Saved entries:
//! `ProductSharingApi` trait definition.
//!
//! This trait defines the public API for the `product-sharing` module.

use async_trait::async_trait;

use crate::error::ProductSharingError;
use crate::models::{Resource, SubjectResources};

/// Public API trait for the `product-sharing` module.
///
/// ```ignore
/// let client: Arc<dyn ProductSharingApi> = Arc::new(ProductSharingLocalClient::new(registry));
/// client.share("prod_001", "alice", "bob").await?;
/// ```
#[async_trait]
pub trait ProductSharingApi: Send + Sync {
    /// Register a new resource with an empty share set.
    ///
    /// # Errors
    ///
    /// * `DuplicateId` - If a resource with the same id already exists
    async fn create(
        &self,
        id: &str,
        name: &str,
        owner: &str,
    ) -> Result<Resource, ProductSharingError>;

    /// Retrieve a snapshot of a single resource.
    ///
    /// # Errors
    ///
    /// * `NotFound` - If no resource with the given id exists
    async fn get(&self, id: &str) -> Result<Resource, ProductSharingError>;

    /// Grant `target` access to a resource owned by `requester`.
    ///
    /// # Errors
    ///
    /// * `NotFound` - If the resource does not exist
    /// * `NotOwner` - If `requester` does not own the resource
    /// * `SelfShare` - If `requester` and `target` are the same subject
    /// * `AlreadyShared` - If `target` already has a share
    async fn share(
        &self,
        id: &str,
        requester: &str,
        target: &str,
    ) -> Result<(), ProductSharingError>;

    /// Revoke a share previously granted to `target`.
    ///
    /// # Errors
    ///
    /// * `NotFound` - If the resource does not exist
    /// * `NotOwner` - If `requester` does not own the resource
    /// * `NotShared` - If `target` has no share to revoke
    async fn unshare(
        &self,
        id: &str,
        requester: &str,
        target: &str,
    ) -> Result<(), ProductSharingError>;

    /// Decide whether `subject` may perform `action` on the resource.
    ///
    /// Unknown resources are denied; this never reports an error.
    async fn can_access(&self, subject: &str, id: &str, action: &str) -> bool;

    /// List the resources `subject` owns and the ones shared with them.
    async fn list_by_subject(&self, subject: &str) -> SubjectResources;
}
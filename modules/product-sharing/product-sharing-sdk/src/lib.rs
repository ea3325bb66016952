//! Product Sharing SDK
//!
//! This crate provides the public API for the `product-sharing` module:
//! - `ProductSharingApi` trait for inter-module communication
//! - `Resource` snapshot model and `SubjectResources` listing
//! - `ProductSharingError` for error handling
//!
//! ## Usage
//!
//! ```ignore
//! use product_sharing_sdk::ProductSharingApi;
//!
//! let product = client.create("prod_001", "iPhone 15", "alice").await?;
//! client.share(&product.id, "alice", "bob").await?;
//!
//! assert!(client.can_access("bob", &product.id, "read").await);
//!
//! let listing = client.list_by_subject("bob").await;
//! assert_eq!(listing.shared_with_me.len(), 1);
//! ```

#![forbid(unsafe_code)]
#![deny(rust_2018_idioms)]

pub mod api;
pub mod error;
pub mod models;

pub use api::ProductSharingApi;
pub use error::ProductSharingError;
pub use models::{Resource, SubjectResources};
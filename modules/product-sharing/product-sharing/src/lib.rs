//! Product Sharing module.
//!
//! In-memory authorization core deciding whether a subject may act on a
//! resource it owns or that its owner has shared with it.
//!
//! - [`domain::record::ResourceRecord`]: one resource and its guarded share set
//! - [`domain::policy::PolicyEvaluator`]: pluggable allow/deny rule
//! - [`domain::registry::ResourceRegistry`]: id uniqueness, ownership checks, queries
//! - [`local_client::ProductSharingLocalClient`]: `ProductSharingApi` over a registry

pub mod config;
pub mod domain;
pub mod local_client;

pub use config::{ConfigError, ProductSharingConfig};
pub use domain::error::DomainError;
pub use domain::policy::{ContainsPolicy, PolicyEvaluator, PolicyEvaluatorRef};
pub use domain::registry::ResourceRegistry;
pub use local_client::ProductSharingLocalClient;
//! Domain error types for the Product Sharing module.

use product_sharing_sdk::ProductSharingError;
use thiserror::Error;

/// Domain-level errors for the Product Sharing module.
///
/// Every variant is local to the failing call: the registry and the
/// affected record are left exactly as they were.
#[derive(Error, Debug, Clone, PartialEq, Eq)]
pub enum DomainError {
    /// A resource with the same id is already registered.
    #[error("Resource already exists: {0}")]
    DuplicateId(String),

    /// The requested resource was not found.
    #[error("Resource not found: {0}")]
    NotFound(String),

    /// The requester does not own the resource.
    #[error("Subject {subject} is not the owner of resource {resource_id}")]
    NotOwner {
        resource_id: String,
        subject: String,
    },

    /// The owner tried to share the resource with themself.
    #[error("Resource {resource_id} cannot be shared with its owner {subject}")]
    SelfShare {
        resource_id: String,
        subject: String,
    },

    /// The target subject is already in the share set.
    #[error("Resource {resource_id} is already shared with {subject}")]
    AlreadyShared {
        resource_id: String,
        subject: String,
    },

    /// The target subject is not in the share set.
    #[error("Resource {resource_id} is not shared with {subject}")]
    NotShared {
        resource_id: String,
        subject: String,
    },
}

impl DomainError {
    /// Creates a `DuplicateId` error.
    #[must_use]
    pub fn duplicate_id(resource_id: impl Into<String>) -> Self {
        Self::DuplicateId(resource_id.into())
    }

    /// Creates a `NotFound` error.
    #[must_use]
    pub fn not_found(resource_id: impl Into<String>) -> Self {
        Self::NotFound(resource_id.into())
    }

    /// Creates a `NotOwner` error.
    #[must_use]
    pub fn not_owner(resource_id: impl Into<String>, subject: impl Into<String>) -> Self {
        Self::NotOwner {
            resource_id: resource_id.into(),
            subject: subject.into(),
        }
    }

    /// Creates a `SelfShare` error.
    #[must_use]
    pub fn self_share(resource_id: impl Into<String>, subject: impl Into<String>) -> Self {
        Self::SelfShare {
            resource_id: resource_id.into(),
            subject: subject.into(),
        }
    }

    /// Creates an `AlreadyShared` error.
    #[must_use]
    pub fn already_shared(resource_id: impl Into<String>, subject: impl Into<String>) -> Self {
        Self::AlreadyShared {
            resource_id: resource_id.into(),
            subject: subject.into(),
        }
    }

    /// Creates a `NotShared` error.
    #[must_use]
    pub fn not_shared(resource_id: impl Into<String>, subject: impl Into<String>) -> Self {
        Self::NotShared {
            resource_id: resource_id.into(),
            subject: subject.into(),
        }
    }
}

impl From<DomainError> for ProductSharingError {
    fn from(e: DomainError) -> Self {
        match e {
            DomainError::DuplicateId(id) => Self::DuplicateId(id),
            DomainError::NotFound(id) => Self::NotFound(id),
            DomainError::NotOwner {
                resource_id,
                subject,
            } => Self::NotOwner {
                resource_id,
                subject,
            },
            DomainError::SelfShare {
                resource_id,
                subject,
            } => Self::SelfShare {
                resource_id,
                subject,
            },
            DomainError::AlreadyShared {
                resource_id,
                subject,
            } => Self::AlreadyShared {
                resource_id,
                subject,
            },
            DomainError::NotShared {
                resource_id,
                subject,
            } => Self::NotShared {
                resource_id,
                subject,
            },
        }
    }
}
//! Public models for the `product-sharing` module.
//!
//! These are transport-agnostic data structures that define the contract
//! between the `product-sharing` module and its consumers. Every value here
//! is a detached copy: mutating it never touches registry state.

use std::collections::BTreeSet;

use serde::{Deserialize, Serialize};

/// Point-in-time snapshot of a registered resource.
///
/// `shared_with` never needs to contain the owner; ownership alone grants
/// access.
#[derive(Debug, Clone, PartialEq, Eq, Serialize, Deserialize)]
pub struct Resource {
    /// Unique resource identifier, fixed at creation.
    pub id: String,
    /// Display name.
    pub name: String,
    /// Owning subject.
    pub owner: String,
    /// Subjects the owner has granted access to.
    pub shared_with: BTreeSet<String>,
}

impl Resource {
    /// Creates a snapshot with an empty share set.
    #[must_use]
    pub fn new(id: impl Into<String>, name: impl Into<String>, owner: impl Into<String>) -> Self {
        Self {
            id: id.into(),
            name: name.into(),
            owner: owner.into(),
            shared_with: BTreeSet::new(),
        }
    }

    /// Returns `true` if `subject` owns this resource.
    #[must_use]
    pub fn is_owned_by(&self, subject: &str) -> bool {
        self.owner == subject
    }

    /// Returns `true` if `subject` is in the share set.
    #[must_use]
    pub fn is_shared_with(&self, subject: &str) -> bool {
        self.shared_with.contains(subject)
    }
}

/// Resources visible to one subject, split by relation.
///
/// The two lists are disjoint. A resource the subject owns is reported in
/// `owned` only, even if the subject also appears in its share set.
/// Ordering within each list is unspecified.
#[derive(Debug, Clone, Default, PartialEq, Eq, Serialize, Deserialize)]
pub struct SubjectResources {
    pub owned: Vec<Resource>,
    pub shared_with_me: Vec<Resource>,
}

impl SubjectResources {
    /// Returns `true` if the subject can see no resources at all.
    #[must_use]
    pub fn is_empty(&self) -> bool {
        self.owned.is_empty() && self.shared_with_me.is_empty()
    }
}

- _Work to be completed_: Indicate how many lines in the records above contain the word "Creates", giving only the number.

- _Answer to the exercise_: 7